Professional Plus is the suite that most corporate customers will use, Munsell said. In addition to offering the applications already available in Office--such as Excel, Word, PowerPoint, Access and Outlook--this suite for the first time will include Office Communicator, Microsoft's corporate instant-messaging application, he said.
The new Enterprise 2007 offers everything that is included in Professional Plus, as well as Office Groove 2007 peer-to-peer collaboration technology and Office OneNote 2007 software for simultaneously typing notes and recording speech.
Both Professional Plus and Enterprise 2007 are available only through Microsoft's volume licensing program; the company does not provide specific pricing for this because it varies by customer, Munsell said.
To help companies purchase some of the new licenses that will be required to use Office 2007's collaboration capabilities, Microsoft will offer a new Enterprise Client Access License (CAL). The new CAL includes all the licenses under its current Core CAL together with licenses for products such as Live Communications Server and Windows Rights Management Services, he said. Microsoft's Core CAL currently includes licenses for Windows, Exchange, and Office.
Microsoft also announced a range of Office 2007-related server products, including an updated SharePoint Server, a projects server and a server to create forms hosted on the Internet that the company says will make it easier for users to collaborate and share documents and data.
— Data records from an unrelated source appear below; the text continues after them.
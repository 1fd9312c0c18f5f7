mod adapters;
mod config;
mod domain;
mod error;
mod pipeline;
mod ports;
mod utils;

use adapters::services::asr::WhisperService;
use adapters::services::llm::{HfInferenceService, OpenAIChatService};
use adapters::tokenizer::HeuristicTokenizer;
use anyhow::Context;
use clap::Parser;
use config::{Cli, Command, DigestArgs, NotesArgs, ServiceOpts};
use domain::MeetingDigest;
use error::AppError;
use pipeline::{
    format_bullets, ActionItemExtractor, ExtractorConfig, ReducerConfig, ResilientSummarizer,
    RetryPolicy, SummaryReducer,
};
use ports::{ChatCompletionPort, TranscriptionServicePort};
use std::path::{Path, PathBuf};
use std::sync::Arc;
use std::time::Duration;
use utils::transcript_file;

#[tokio::main]
async fn main() -> anyhow::Result<()> {
    dotenvy::dotenv().ok();
    env_logger::Builder::from_env(env_logger::Env::default().default_filter_or("info")).init();

    let cli = Cli::parse();
    match cli.command {
        Command::Digest(args) => run_digest(args).await,
        Command::Notes(args) => run_notes(args).await,
    }
}

/// Load the transcript from an existing file or by transcribing the
/// recording. Returns the text and the path run artifacts hang off.
async fn load_transcript(
    services: &ServiceOpts,
    audio_path: Option<&Path>,
    from_transcript: Option<&Path>,
    timestamps: bool,
) -> anyhow::Result<(String, PathBuf)> {
    if let Some(path) = from_transcript {
        let text = transcript_file::read_transcript(path)
            .with_context(|| format!("failed to read transcript {}", path.display()))?;
        return Ok((text, path.to_path_buf()));
    }

    let Some(audio) = audio_path else {
        anyhow::bail!("an audio path or --from-transcript is required");
    };

    let asr = WhisperService::new(services.openai_api_key.clone())
        .with_base_url(services.openai_base_url.clone())
        .with_model(services.asr_model.clone());
    if !asr.is_configured() {
        return Err(AppError::Config(
            "OPENAI_API_KEY is not set; transcription needs an API key".to_string(),
        )
        .into());
    }

    log::info!("Using the {} transcription service", asr.provider_name());
    let result = asr
        .transcribe_file(&audio.to_string_lossy())
        .await
        .context("transcription failed")?;
    transcript_file::save_transcript(audio, &result, timestamps)
        .context("failed to save the transcript")?;

    Ok((result.text, audio.to_path_buf()))
}

async fn run_digest(args: DigestArgs) -> anyhow::Result<()> {
    args.pipeline.validate()?;

    let (transcript, input_path) = load_transcript(
        &args.services,
        args.audio_path.as_deref(),
        args.from_transcript.as_deref(),
        args.timestamps,
    )
    .await?;

    let hf = Arc::new(
        HfInferenceService::new(args.services.hf_api_token.clone())
            .with_base_url(args.services.hf_base_url.clone())
            .with_summarization_model(args.services.summarization_model.clone())
            .with_generation_model(args.services.generation_model.clone()),
    );
    if !hf.is_configured() {
        log::warn!("HF_API_TOKEN is not set; inference requests may be rejected or rate-limited");
    }

    let summarizer = ResilientSummarizer::new(
        hf.clone(),
        RetryPolicy {
            max_attempts: args.pipeline.max_retries,
            retry_delay: Duration::from_secs(args.pipeline.retry_delay_secs),
        },
    );
    let reducer = SummaryReducer::new(
        summarizer,
        Arc::new(HeuristicTokenizer::default()),
        ReducerConfig {
            chunk_max_chars: args.pipeline.chunk_chars,
            first_pass_max_len: args.pipeline.first_pass_max_len,
            first_pass_min_len: args.pipeline.first_pass_min_len,
            second_pass_token_threshold: args.pipeline.token_threshold,
            second_pass_max_len: args.pipeline.second_pass_max_len,
            second_pass_min_len: args.pipeline.second_pass_min_len,
        },
    );
    let extractor = ActionItemExtractor::new(
        hf,
        ExtractorConfig {
            window_chars: args.pipeline.window_chars,
            ..ExtractorConfig::default()
        },
    );

    let summary = reducer
        .summarize_meeting(&transcript)
        .await
        .context("summarization failed")?;
    let action_items = extractor
        .extract_actions(&transcript)
        .await
        .context("action-item extraction failed")?;

    let digest = MeetingDigest::new(
        input_path.display().to_string(),
        &transcript,
        summary,
        action_items,
    );

    if args.save_artifacts {
        transcript_file::save_artifact(&input_path, "_summary.txt", &digest.summary)?;
        transcript_file::save_artifact(
            &input_path,
            "_actions.txt",
            &format_bullets(&digest.action_items),
        )?;
    }

    if args.json {
        println!("{}", serde_json::to_string_pretty(&digest)?);
    } else {
        print!("{}", digest.render_text());
    }

    Ok(())
}

async fn run_notes(args: NotesArgs) -> anyhow::Result<()> {
    let (transcript, input_path) = load_transcript(
        &args.services,
        args.audio_path.as_deref(),
        args.from_transcript.as_deref(),
        args.timestamps,
    )
    .await?;

    let chat = OpenAIChatService::new(args.services.openai_api_key.clone())
        .with_base_url(args.services.openai_base_url.clone())
        .with_model(args.services.chat_model.clone());
    if !chat.is_configured() {
        return Err(AppError::Config(
            "OPENAI_API_KEY is not set; the notes path needs an API key".to_string(),
        )
        .into());
    }

    log::info!("Using the {} chat service", chat.provider_name());
    let notes = chat
        .meeting_notes(&transcript)
        .await
        .context("meeting notes generation failed")?;

    if args.save_artifacts {
        transcript_file::save_artifact(&input_path, "_notes.txt", &notes)?;
    }

    println!("{}", notes);
    Ok(())
}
In addition, the company will offer Office Forms Server 2007 to enable Office users to publish forms to a server as an alternative to purchasing SharePoint Server and all of its portal and content-management technology, he said. Users of the volume versions of Office can take electronic forms and Excel spreadsheets and publish them to Forms Server or to SharePoint Portal Server without having an additional InfoPath Server locally installed, as was previously required.
It will be quite an interesting suite, and corroborated with the launch of the Vista OS, it could really represent a new era for Microsoft. That is, if the Vista-Office package proves to be a hit.